I've had good luck with my 404 firecrest clinchers thus far. Very stiff and smooth rolling.

Only 500 miles of riding, but these include numerous Teton Pass descents (10%+). Slight discoloration of the brake track area (lightened) but minimal heat and good feel. Very little heat after descents (and especially compared to buddies with other carbon clinchers).

Great overall feel, and very versatile aero performance from a clincher.


----------



## masfish1967 (Mar 3, 2010)

500 miles and loving them more and more....
I have now used them in about every ride condition I ride in - Race, Group, Solo, Dry and Wet.
The braking has surpassed my expectations and the more that I ride the less that I worry about their performance. Just like Tetonrolla, the brake track has a slight discoloration from the cork pads but they seem to "broke in" - the modulation is good and the stopping power is good as well - not much different than from alloy. They are now my everyday wheel set and do this well. Yesterday was my first wet ride and once again - no problems. Yes, when wet and you apply the brakes, the initial feel is of the pads removing the water from the brake track but then quickly they engage and work well in slowing and stopping without over shooting anything. Time to put in some more miles and see how they hold up to everday use. Another report after 1000.


----------



## tanong (Aug 25, 2011)

How much the price of this Firesrest wheelset?


----------



## nhluhr (Sep 9, 2010)

tanong said:


> How much the price of this Firesrest wheelset?


2700 USD is the MSRP.


----------



## Chiodos48 (Mar 22, 2011)

My 404's seem to soak up any bumps in the road compared to my Mavic Ksyrium Premiums. Couldn't comprehend the difference between the two wheel-sets!


----------



## stonepa (Jan 12, 2012)

*Advice Please*

All,

I'm new to the forum. Been riding since the 70's, used to race crits in the 80's and 90's on a Dura Ace Paramount. I pretty much ride for a workout now (including a century or 2 per month in the summer) but I do not race anymore. 
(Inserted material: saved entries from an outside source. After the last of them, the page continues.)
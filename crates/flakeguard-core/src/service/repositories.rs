//! Repository onboarding, thresholds, dashboard and global settings.

use std::collections::HashSet;

use chrono::Utc;
use serde_json::Value;
use tracing::{info, Instrument};

use flakeguard_state::{GlobalSettings, RepositoryRecord, VerdictRecord};

use super::{repo_key, FlakeService};
use crate::domain::{
    CreateRepositoryRequest, RepositoryDashboard, Result, ThresholdUpdate,
    ThresholdUpdateResponse, ValidationError,
};
use crate::guardrails::{audit, suite_size};
use crate::obs;
use crate::thresholds::EffectiveThresholds;
use crate::tiers;
use crate::validation::{
    parse_threshold, parse_time_period, validate_classifier, validate_settings,
};

/// `None` when absent, `Some(None)` for an explicit `null`.
fn nullable_threshold(
    field: &str,
    raw: Option<&Value>,
    errors: &mut ValidationError,
) -> Option<Option<f64>> {
    match raw {
        None => None,
        Some(Value::Null) => Some(None),
        Some(value) => match parse_threshold(field, value) {
            Ok(t) => Some(Some(t)),
            Err(err) => {
                errors.errors.push(err);
                None
            }
        },
    }
}

fn nullable_text(
    field: &str,
    raw: Option<&Value>,
    errors: &mut ValidationError,
) -> Option<Option<String>> {
    match raw {
        None => None,
        Some(Value::Null) => Some(None),
        Some(Value::String(s)) => Some(non_blank(s)),
        Some(_) => {
            errors.push(field, "must be a string or null");
            None
        }
    }
}

fn non_blank(s: &str) -> Option<String> {
    let s = s.trim();
    (!s.is_empty()).then(|| s.to_string())
}

fn check_time_period(tag: &str, errors: &mut ValidationError) -> Option<String> {
    match parse_time_period(tag) {
        Ok(_) => Some(tag.trim().to_ascii_lowercase()),
        Err(err) => {
            errors.errors.push(err);
            None
        }
    }
}

fn check_name_part(field: &str, value: &str, errors: &mut ValidationError) {
    let value = value.trim();
    if value.is_empty() {
        errors.push(field, "is required");
    } else if value.contains('/') {
        errors.push(field, "must not contain '/'");
    }
}

impl FlakeService {
    pub async fn list_repositories(&self) -> Result<Vec<RepositoryRecord>> {
        Ok(self.store.list_repositories().await?)
    }

    pub async fn get_repository(&self, reference: &str) -> Result<RepositoryRecord> {
        self.resolve_repository(reference).await
    }

    /// Onboard a repository. Unset thresholds follow the size-tier
    /// recommendation.
    pub async fn create_repository(
        &self,
        req: &CreateRepositoryRequest,
    ) -> Result<RepositoryRecord> {
        let mut errors = ValidationError::default();
        check_name_part("owner", &req.owner, &mut errors);
        check_name_part("name", &req.name, &mut errors);
        let flake = nullable_threshold("flakeThreshold", req.flake_threshold.as_ref(), &mut errors);
        let failure =
            nullable_threshold("failureThreshold", req.failure_threshold.as_ref(), &mut errors);
        let time_period = check_time_period(
            req.time_period.as_deref().unwrap_or("14d"),
            &mut errors,
        );
        errors.into_result()?;

        let mut repo = RepositoryRecord::new(req.owner.trim(), req.name.trim());
        repo.description = req.description.as_deref().and_then(non_blank);
        repo.test_count = req.test_count.unwrap_or(0);
        repo.flake_threshold = flake.flatten();
        repo.failure_threshold = failure.flatten();
        repo.default_jira_board = req.default_jira_board.as_deref().and_then(non_blank);
        if let Some(tag) = time_period {
            repo.time_period = tag;
        }

        let repo = self.store.create_repository(repo).await?;
        info!(repository = %repo.full_name(), id = %repo.id, "repository onboarded");
        Ok(repo)
    }

    /// Validate and persist new thresholds, then re-apply them to every
    /// test. A changed analysis window or classifier tuning re-runs the
    /// classifier first.
    pub async fn update_thresholds(
        &self,
        reference: &str,
        update: &ThresholdUpdate,
    ) -> Result<ThresholdUpdateResponse> {
        let mut errors = ValidationError::default();
        let flake = nullable_threshold(
            "flakeThreshold",
            update.flake_threshold.as_ref(),
            &mut errors,
        );
        let failure = nullable_threshold(
            "failureThreshold",
            update.failure_threshold.as_ref(),
            &mut errors,
        );
        let board = nullable_text(
            "defaultJiraBoard",
            update.default_jira_board.as_ref(),
            &mut errors,
        );
        let time_period = update
            .time_period
            .as_deref()
            .and_then(|tag| check_time_period(tag, &mut errors));
        if let Some(classifier) = &update.classifier {
            validate_classifier(classifier, &mut errors);
        }
        errors.into_result()?;

        let repo = self.resolve_repository(reference).await?;
        let span = obs::repository_span(&repo.full_name());
        let _repo_guard = self.locks.lock(&repo_key(&repo.id)).await;
        let mut repo = self.store.get_repository(&repo.id).await?;

        let mut reanalyze = false;
        if let Some(t) = flake {
            repo.flake_threshold = t;
        }
        if let Some(t) = failure {
            repo.failure_threshold = t;
        }
        if let Some(b) = board {
            repo.default_jira_board = b;
        }
        if let Some(tag) = time_period {
            reanalyze |= tag != repo.time_period;
            repo.time_period = tag;
        }
        if let Some(classifier) = update.classifier {
            reanalyze |= classifier != repo.classifier;
            repo.classifier = classifier;
        }
        let now = Utc::now();
        repo.updated_at = now;
        self.store.update_repository(&repo).await?;

        let recalculation = if reanalyze {
            self.analyze_locked(repo.clone(), now)
                .instrument(span)
                .await?
                .recalculation
        } else {
            let settings = self.store.load_settings().await?;
            let thresholds = EffectiveThresholds::resolve(&repo, &settings);
            let tests = self.store.list_tests(&repo.id).await?;
            self.reconcile_all(&repo, &settings, &thresholds, tests, &HashSet::new(), now)
                .await?
                .0
        };

        // Analysis may have raised the test count.
        let repo = self.store.get_repository(&repo.id).await?;
        let settings = self.store.load_settings().await?;
        info!(
            repository = %repo.full_name(),
            tests_changed = recalculation.tests_changed,
            excluded = recalculation.excluded_tests,
            "thresholds updated"
        );
        Ok(ThresholdUpdateResponse {
            thresholds: EffectiveThresholds::resolve(&repo, &settings),
            repository: repo,
            recalculation,
        })
    }

    /// Everything the repository page shows. Refreshes the ticket cache
    /// first when it is stale; lookup failures are logged and ignored.
    pub async fn dashboard(&self, reference: &str) -> Result<RepositoryDashboard> {
        let repo = self.resolve_repository(reference).await?;
        let mut tests = self.store.list_tests(&repo.id).await?;

        if self.ticket_cache_stale(&repo, &tests, Utc::now()) {
            match self.refresh_tickets_for(&repo).await {
                Ok(summary) if summary.tests_linked > 0 || summary.tests_checked > 0 => {
                    tests = self.store.list_tests(&repo.id).await?;
                }
                Ok(_) => {}
                Err(err) => obs::emit_ticket_lookup_failed(&repo.full_name(), &err),
            }
        }

        let settings = self.store.load_settings().await?;
        let thresholds = EffectiveThresholds::resolve(&repo, &settings);
        let recommendation = tiers::recommend(repo.test_count, &settings);
        let excluded_count = tests.iter().filter(|t| t.excluded).count();
        let guardrail_flags = audit(
            &settings.guardrails,
            suite_size(repo.test_count, tests.len()),
            excluded_count,
        );

        Ok(RepositoryDashboard {
            repository: repo,
            thresholds,
            recommendation,
            tests,
            excluded_count,
            guardrail_flags,
        })
    }

    pub async fn list_verdicts(&self, reference: &str) -> Result<Vec<VerdictRecord>> {
        let repo = self.resolve_repository(reference).await?;
        Ok(self.store.list_verdicts(&repo.id).await?)
    }

    pub async fn get_settings(&self) -> Result<GlobalSettings> {
        Ok(self.store.load_settings().await?)
    }

    /// Replace the global settings and reconcile every repository, since
    /// recommendations feed the effective thresholds.
    pub async fn put_settings(&self, settings: GlobalSettings) -> Result<GlobalSettings> {
        validate_settings(&settings)?;
        self.store.save_settings(&settings).await?;

        let now = Utc::now();
        for repo in self.store.list_repositories().await? {
            let _repo_guard = self.locks.lock(&repo_key(&repo.id)).await;
            let repo = self.store.get_repository(&repo.id).await?;
            let thresholds = EffectiveThresholds::resolve(&repo, &settings);
            let tests = self.store.list_tests(&repo.id).await?;
            let (summary, _) = self
                .reconcile_all(&repo, &settings, &thresholds, tests, &HashSet::new(), now)
                .await?;
            if summary.tests_changed > 0 {
                info!(
                    repository = %repo.full_name(),
                    tests_changed = summary.tests_changed,
                    "settings change re-applied"
                );
            }
        }
        Ok(settings)
    }
}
My latest ride is a Trek Madone 6.9 with full SRAM Red. I bought it with the Bontrager RLs because I was fearful of what the dreadful roads here in Cleveland would do to a carbon wheel. Now that my confidence is bit higher I want to get a carbon wheel that is lighter and stiffer than the aluminum hoops I have. I am considering the Zipp 404 Carbon Clincher. Any thoughts on this wheel as a day to day wheel? I don't want to buy something I need to replace every year or so but I do want something stiff and light.

Will these wheels survive several years of 3-4k miles a year? I don't have a lot of long screamer hills but I do have a lot of short stiff climbs and descents.

Thoughts? Am I nuts?


----------



## tetonrolla (Jun 12, 2011)

404 carbon clinchers are great everyday wheels. I have a few friends who use them for all their training, and switch to tubular 404s or 808s for racing. Mine have stayed very true through last season, including a mix of pavement and dirt roads, and plenty of climbing and descending.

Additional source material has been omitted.